Drowning in Lentil Soup

If my brother is in my Mother’s stomach, then where does the lentil soup go? My Mother had just finished her bowl of hot soup, and I was staring at her swollen stomach. With each spoonful of soup she ate, I winced, thinking of my baby brother swimming for dear life in that cauldron called her stomach.

I knew her stomach was really big, but was it big enough to hold a baby and all that hot soup?

I should never have asked her where I came from. She told me that I grew in her stomach. For a little child, the imagery is full of danger. How do you breath in there? How do you eat? Most of all, how do you get out.

Getting out of the stomach may be the most incomprehensible event. Did the doctor just cut open the stomach, reach in and take the baby out? Even if a Mother chanced identifying the vagina as the exit, there was no way a child could reconcile toilet function with the birth of a baby. Phooey! Gross!

We are still left with the dual functioning stomach – food storage and baby brooder. Fortunately, most children do not ask about the food function. If they did, Mother’s would be required to recognize the possible existence of a womb or uterus, or perhaps, a “special place”  just below the belly button. Once another compartment is identified, the confusion can be eliminated. Without some attempt at clarifying the mysteries of birth, a child must wish for their Mother to starve for nine months.
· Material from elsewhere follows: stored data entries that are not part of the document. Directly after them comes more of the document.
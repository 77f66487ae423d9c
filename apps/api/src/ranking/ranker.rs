use std::cmp::Ordering;

use serde::Serialize;

use crate::ranking::scoring::CandidateScore;

/// A scored candidate with its 1-based position in the batch.
#[derive(Debug, Clone, PartialEq, Serialize)]
pub struct RankedResult {
    #[serde(flatten)]
    pub score: CandidateScore,
    pub rank_position: usize,
}

/// Orders scores by `overall_score` descending and numbers them from 1.
///
/// The sort is stable, so equal scores keep their batch order (`-0.0` equals
/// `0.0`). Nothing is re-scored.
pub fn rank(mut scores: Vec<CandidateScore>) -> Vec<RankedResult> {
    scores.sort_by(|a, b| {
        b.overall_score
            .partial_cmp(&a.overall_score)
            .unwrap_or(Ordering::Equal)
    });

    scores
        .into_iter()
        .enumerate()
        .map(|(i, score)| RankedResult {
            score,
            rank_position: i + 1,
        })
        .collect()
}

#[cfg(test)]
mod tests {
    use super::*;
    use crate::ranking::scoring::ScoreBreakdown;

    fn score(candidate_index: usize, overall_score: f64) -> CandidateScore {
        CandidateScore {
            candidate_index,
            overall_score,
            breakdown: ScoreBreakdown {
                semantic: overall_score,
                experience_relevance: 0.0,
                skill_match: 0.0,
            },
            skill_gaps: vec![],
            strengths: vec!["General fit".to_string()],
        }
    }

    fn indices(ranked: &[RankedResult]) -> Vec<usize> {
        ranked.iter().map(|r| r.score.candidate_index).collect()
    }

    #[test]
    fn test_ties_keep_batch_order() {
        let ranked = rank(vec![score(0, 0.2), score(1, 0.9), score(2, 0.9)]);

        assert_eq!(indices(&ranked), vec![1, 2, 0]);
        let positions: Vec<usize> = ranked.iter().map(|r| r.rank_position).collect();
        assert_eq!(positions, vec![1, 2, 3]);
    }

    #[test]
    fn test_negative_zero_ties_with_zero() {
        let ranked = rank(vec![score(0, -0.0), score(1, 0.0), score(2, 0.1)]);
        assert_eq!(indices(&ranked), vec![2, 0, 1]);
    }

    #[test]
    fn test_slightly_negative_similarity_ties_with_zero() {
        use crate::ranking::scoring::{composite_score, round3};

        let ranked = rank(vec![
            score(0, round3(composite_score(-0.0004, 0.0))),
            score(1, round3(composite_score(0.0, 0.0))),
        ]);
        assert_eq!(indices(&ranked), vec![0, 1]);
    }

    #[test]
    fn test_sorts_descending() {
        let ranked = rank(vec![score(0, 0.1), score(1, 0.5), score(2, 0.3), score(3, 0.7)]);
        assert_eq!(indices(&ranked), vec![3, 1, 2, 0]);
    }

    #[test]
    fn test_positions_are_contiguous_from_one() {
        let scores: Vec<CandidateScore> = (0..25).map(|i| score(i, ((i * 7) % 5) as f64 / 10.0)).collect();
        let ranked = rank(scores);

        let mut positions: Vec<usize> = ranked.iter().map(|r| r.rank_position).collect();
        positions.sort_unstable();
        assert_eq!(positions, (1..=25).collect::<Vec<_>>());
    }

    #[test]
    fn test_all_equal_scores_preserve_input_order() {
        let ranked = rank((0..6).map(|i| score(i, 0.5)).collect());
        assert_eq!(indices(&ranked), vec![0, 1, 2, 3, 4, 5]);
    }

    #[test]
    fn test_empty_batch() {
        assert!(rank(vec![]).is_empty());
    }

    #[test]
    fn test_serializes_flat_with_rank_position() {
        let ranked = rank(vec![score(4, 0.8)]);
        let json = serde_json::to_value(&ranked[0]).unwrap();
        assert_eq!(json["candidate_index"], 4);
        assert_eq!(json["rank_position"], 1);
        assert_eq!(json["overall_score"], 0.8);
    }
}
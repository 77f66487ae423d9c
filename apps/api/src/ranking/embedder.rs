//! Embedder — pluggable, trait-based text → vector backend.
//!
//! Default: `HashEmbedder` (in-process, deterministic feature hashing).
//! Optional: `HttpEmbedder` (text-embeddings-inference style `/embed` endpoint).
//!
//! `AppState` holds an `Arc<dyn Embedder>`, chosen at startup via config.

use async_trait::async_trait;
use reqwest::Client;
use serde::Serialize;
use sha2::{Digest, Sha256};
use thiserror::Error;
use tracing::debug;

#[derive(Debug, Error)]
pub enum EmbeddingError {
    #[error("HTTP error: {0}")]
    Http(#[from] reqwest::Error),

    #[error("API error (status {status}): {message}")]
    Api { status: u16, message: String },

    #[error("expected {expected} embeddings, got {actual}")]
    CountMismatch { expected: usize, actual: usize },

    #[error("embedding {index} has dimension {actual}, expected {expected}")]
    DimensionMismatch {
        index: usize,
        expected: usize,
        actual: usize,
    },
}

// ────────────────────────────────────────────────────────────────────────────
// Trait definition
// ────────────────────────────────────────────────────────────────────────────

/// Maps an ordered batch of texts to one vector per text, in the same order.
/// All vectors of one call share a dimension.
#[async_trait]
pub trait Embedder: Send + Sync {
    /// Backend label for logs ("hash", "http").
    fn name(&self) -> &'static str;

    async fn embed(&self, texts: &[String]) -> Result<Vec<Vec<f32>>, EmbeddingError>;
}

/// Checks that a backend honoured the contract for a batch of `expected` texts.
pub fn check_embeddings(expected: usize, vectors: &[Vec<f32>]) -> Result<(), EmbeddingError> {
    if vectors.len() != expected {
        return Err(EmbeddingError::CountMismatch {
            expected,
            actual: vectors.len(),
        });
    }

    if let Some(first) = vectors.first() {
        let dimension = first.len();
        if let Some((index, vector)) = vectors
            .iter()
            .enumerate()
            .find(|(_, v)| v.len() != dimension)
        {
            return Err(EmbeddingError::DimensionMismatch {
                index,
                expected: dimension,
                actual: vector.len(),
            });
        }
    }

    Ok(())
}

// ────────────────────────────────────────────────────────────────────────────
// HashEmbedder — default backend
// ────────────────────────────────────────────────────────────────────────────

pub const DEFAULT_DIMENSION: usize = 384;

/// Bag-of-tokens feature hashing, L2-normalised.
///
/// Every token adds a positive count to one bucket chosen by SHA-256, so all
/// components are non-negative and cosine similarity between two outputs stays
/// in [0, 1]. Text with no tokens embeds to the zero vector.
pub struct HashEmbedder {
    dimension: usize,
}

impl HashEmbedder {
    pub fn new(dimension: usize) -> Self {
        Self {
            dimension: dimension.max(1),
        }
    }

    pub fn dimension(&self) -> usize {
        self.dimension
    }

    fn bucket(&self, token: &str) -> usize {
        let digest = Sha256::digest(token.as_bytes());
        let mut prefix = [0u8; 8];
        prefix.copy_from_slice(&digest[..8]);
        (u64::from_le_bytes(prefix) % self.dimension as u64) as usize
    }

    fn embed_one(&self, text: &str) -> Vec<f32> {
        let mut vector = vec![0.0f32; self.dimension];

        for token in tokenize(text) {
            vector[self.bucket(&token)] += 1.0;
        }

        let norm: f32 = vector.iter().map(|x| x * x).sum::<f32>().sqrt();
        if norm > 0.0 {
            for v in &mut vector {
                *v /= norm;
            }
        }
        vector
    }
}

impl Default for HashEmbedder {
    fn default() -> Self {
        Self::new(DEFAULT_DIMENSION)
    }
}

#[async_trait]
impl Embedder for HashEmbedder {
    fn name(&self) -> &'static str {
        "hash"
    }

    async fn embed(&self, texts: &[String]) -> Result<Vec<Vec<f32>>, EmbeddingError> {
        Ok(texts.iter().map(|t| self.embed_one(t)).collect())
    }
}

fn tokenize(text: &str) -> impl Iterator<Item = String> + '_ {
    text.split(|c: char| !(c.is_alphanumeric() || matches!(c, '+' | '#' | '.')))
        .map(|token| token.trim_matches('.').to_lowercase())
        .filter(|token| !token.is_empty())
}

// ────────────────────────────────────────────────────────────────────────────
// HttpEmbedder — remote inference server
// ────────────────────────────────────────────────────────────────────────────

#[derive(Debug, Serialize)]
struct EmbedRequest<'a> {
    inputs: &'a [String],
}

/// Calls `POST {base_url}/embed` with `{"inputs": [...]}` and expects a JSON
/// array of vectors back. One attempt per batch; failures go straight to the caller.
#[derive(Clone)]
pub struct HttpEmbedder {
    client: Client,
    base_url: String,
}

impl HttpEmbedder {
    pub fn new(base_url: impl Into<String>) -> Self {
        Self {
            client: Client::new(),
            base_url: base_url.into(),
        }
    }

    fn endpoint(&self) -> String {
        format!("{}/embed", self.base_url.trim_end_matches('/'))
    }
}

#[async_trait]
impl Embedder for HttpEmbedder {
    fn name(&self) -> &'static str {
        "http"
    }

    async fn embed(&self, texts: &[String]) -> Result<Vec<Vec<f32>>, EmbeddingError> {
        let response = self
            .client
            .post(self.endpoint())
            .json(&EmbedRequest { inputs: texts })
            .send()
            .await?;

        let status = response.status();
        if !status.is_success() {
            let message = response.text().await.unwrap_or_default();
            return Err(EmbeddingError::Api {
                status: status.as_u16(),
                message,
            });
        }

        let vectors: Vec<Vec<f32>> = response.json().await?;
        debug!(count = vectors.len(), "embedding server returned vectors");
        Ok(vectors)
    }
}
pub mod candidate;
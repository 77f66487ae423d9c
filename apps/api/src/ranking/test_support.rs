//! Test doubles for the embedder and audit sink seams.

use std::collections::HashMap;
use std::sync::Mutex;

use async_trait::async_trait;

use crate::ranking::audit::{AuditError, AuditRecord, AuditSink};
use crate::ranking::embedder::{Embedder, EmbeddingError};

/// Returns a fixed vector per text and remembers every batch it was asked for.
pub struct StubEmbedder {
    default: Vec<f32>,
    vectors: HashMap<String, Vec<f32>>,
    calls: Mutex<Vec<Vec<String>>>,
}

impl StubEmbedder {
    pub fn new(default: Vec<f32>) -> Self {
        Self {
            default,
            vectors: HashMap::new(),
            calls: Mutex::new(Vec::new()),
        }
    }

    pub fn with(mut self, text: &str, vector: Vec<f32>) -> Self {
        self.vectors.insert(text.to_string(), vector);
        self
    }

    pub fn calls(&self) -> Vec<Vec<String>> {
        self.calls.lock().unwrap().clone()
    }
}

#[async_trait]
impl Embedder for StubEmbedder {
    fn name(&self) -> &'static str {
        "stub"
    }

    async fn embed(&self, texts: &[String]) -> Result<Vec<Vec<f32>>, EmbeddingError> {
        self.calls.lock().unwrap().push(texts.to_vec());
        Ok(texts
            .iter()
            .map(|t| self.vectors.get(t).unwrap_or(&self.default).clone())
            .collect())
    }
}

/// Always fails with an API error.
pub struct FailingEmbedder;

#[async_trait]
impl Embedder for FailingEmbedder {
    fn name(&self) -> &'static str {
        "failing"
    }

    async fn embed(&self, _texts: &[String]) -> Result<Vec<Vec<f32>>, EmbeddingError> {
        Err(EmbeddingError::Api {
            status: 503,
            message: "model not loaded".to_string(),
        })
    }
}

/// Returns one vector too few.
pub struct ShortEmbedder;

#[async_trait]
impl Embedder for ShortEmbedder {
    fn name(&self) -> &'static str {
        "short"
    }

    async fn embed(&self, texts: &[String]) -> Result<Vec<Vec<f32>>, EmbeddingError> {
        Ok(texts.iter().skip(1).map(|_| vec![1.0, 0.0]).collect())
    }
}

#[derive(Default)]
pub struct RecordingAuditSink {
    records: Mutex<Vec<AuditRecord>>,
}

impl RecordingAuditSink {
    pub fn records(&self) -> Vec<AuditRecord> {
        self.records.lock().unwrap().clone()
    }
}

#[async_trait]
impl AuditSink for RecordingAuditSink {
    async fn record(&self, record: &AuditRecord) -> Result<(), AuditError> {
        self.records.lock().unwrap().push(record.clone());
        Ok(())
    }
}

pub struct FailingAuditSink;

#[async_trait]
impl AuditSink for FailingAuditSink {
    async fn record(&self, _record: &AuditRecord) -> Result<(), AuditError> {
        Err(AuditError::Io(std::io::Error::new(
            std::io::ErrorKind::PermissionDenied,
            "audit log is read-only",
        )))
    }
}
“I hope mommy doesn’t drink a lot today, or my baby will drown.” That night my Mother called me into her room. I came over to her bed, and she pointed to where the baby was kicking her side. Thank God. The baby survived the lentil soup.
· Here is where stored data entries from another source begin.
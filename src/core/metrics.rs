use serde::Serialize;

use super::engine::{annual_to_monthly, monthly_to_annual, net_salary, starting_age};
use super::types::Path;

/// Headline figures shown next to a projection.
#[derive(Debug, Clone, PartialEq, Serialize)]
#[serde(rename_all = "camelCase")]
pub struct KeyMetrics {
    pub monthly_net_income: f64,
    pub monthly_savings: f64,
    /// Whole percent of monthly net income.
    pub savings_rate: f64,
    pub fi_number: f64,
    pub retirement_age: Option<u32>,
    pub years_to_fi: Option<u32>,
    pub final_net_worth: f64,
    /// Last snapshot's monthly savings, annualised.
    pub final_annual_savings: f64,
    pub peak_net_worth: f64,
}

pub fn key_metrics(path: &Path) -> KeyMetrics {
    let a = &path.assumptions;
    let monthly_net_income = annual_to_monthly(net_salary(a.salary.value, a.income_tax_rate.value));
    let monthly_savings = a.monthly_savings.value;
    let savings_rate = (monthly_savings / monthly_net_income.round().max(1.0) * 100.0).round();

    let current_age = starting_age(a.current_age.value);
    let years_to_fi = path
        .retirement_age
        .map(|age| age.saturating_sub(current_age));

    let last = path.projections.last();
    let final_net_worth = last.map_or(0.0, |s| s.net_worth);
    let final_annual_savings = last.map_or(0.0, |s| monthly_to_annual(s.monthly_savings));
    let peak_net_worth = path
        .projections
        .iter()
        .map(|s| s.net_worth)
        .fold(0.0, f64::max);

    KeyMetrics {
        monthly_net_income,
        monthly_savings,
        savings_rate,
        fi_number: path.target_amount,
        retirement_age: path.retirement_age,
        years_to_fi,
        final_net_worth,
        final_annual_savings,
        peak_net_worth,
    }
}
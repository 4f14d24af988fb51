mod assumptions;
mod decision;
mod engine;
mod error;
mod metrics;
mod score;
mod suggest;
mod types;

pub use assumptions::{Assumption, AssumptionId, BaseAssumptions, create_default_assumptions};
pub use decision::{
    Decision, DecisionImpact, DecisionType, IncomeTerms, apply_decision_impact, fold_decisions,
};
pub use engine::{
    DEFAULT_RETIREMENT_TARGET_MULTIPLIER, HORIZON_AGE, ProjectionConfig, TARGET_AMOUNT_MULTIPLIER,
    annual_to_monthly, fi_number, investment_growth, monthly_to_annual, net_salary, project_path,
    starting_age, target_amount,
};
pub use error::ModelError;
pub use metrics::{KeyMetrics, key_metrics};
pub use score::{NO_FI_PENALTY, calculate_path_score, score_projection};
pub use suggest::{
    Suggestion, SuggestionKind, generate_suggestions, suggest_for_path, years_saved,
};
pub use types::{FinancialSnapshot, Path, Projection};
Sometimes when I felt the “leg” kick, I was certain that the baby was fighting for life. If the “leg” kick was at the top of the swollen stomach, that meant the baby’s head was at the bottom – right in the middle of lunch!

By the way, how did my Mother know it was a leg and not an arm, or elbow? How could she tell? She couldn’t! It was an educated guess. It may not have been a guess at all, but rather a Mother’s need to answer the unanswerable queries of a child who would believe anything a Mother said.

Pregnancies and birth are unique and memorable events for all except little children. For the young child the magic is gone, because Mothers can account for everything. It is in the accounting that the magic dies and the terror and fear are born.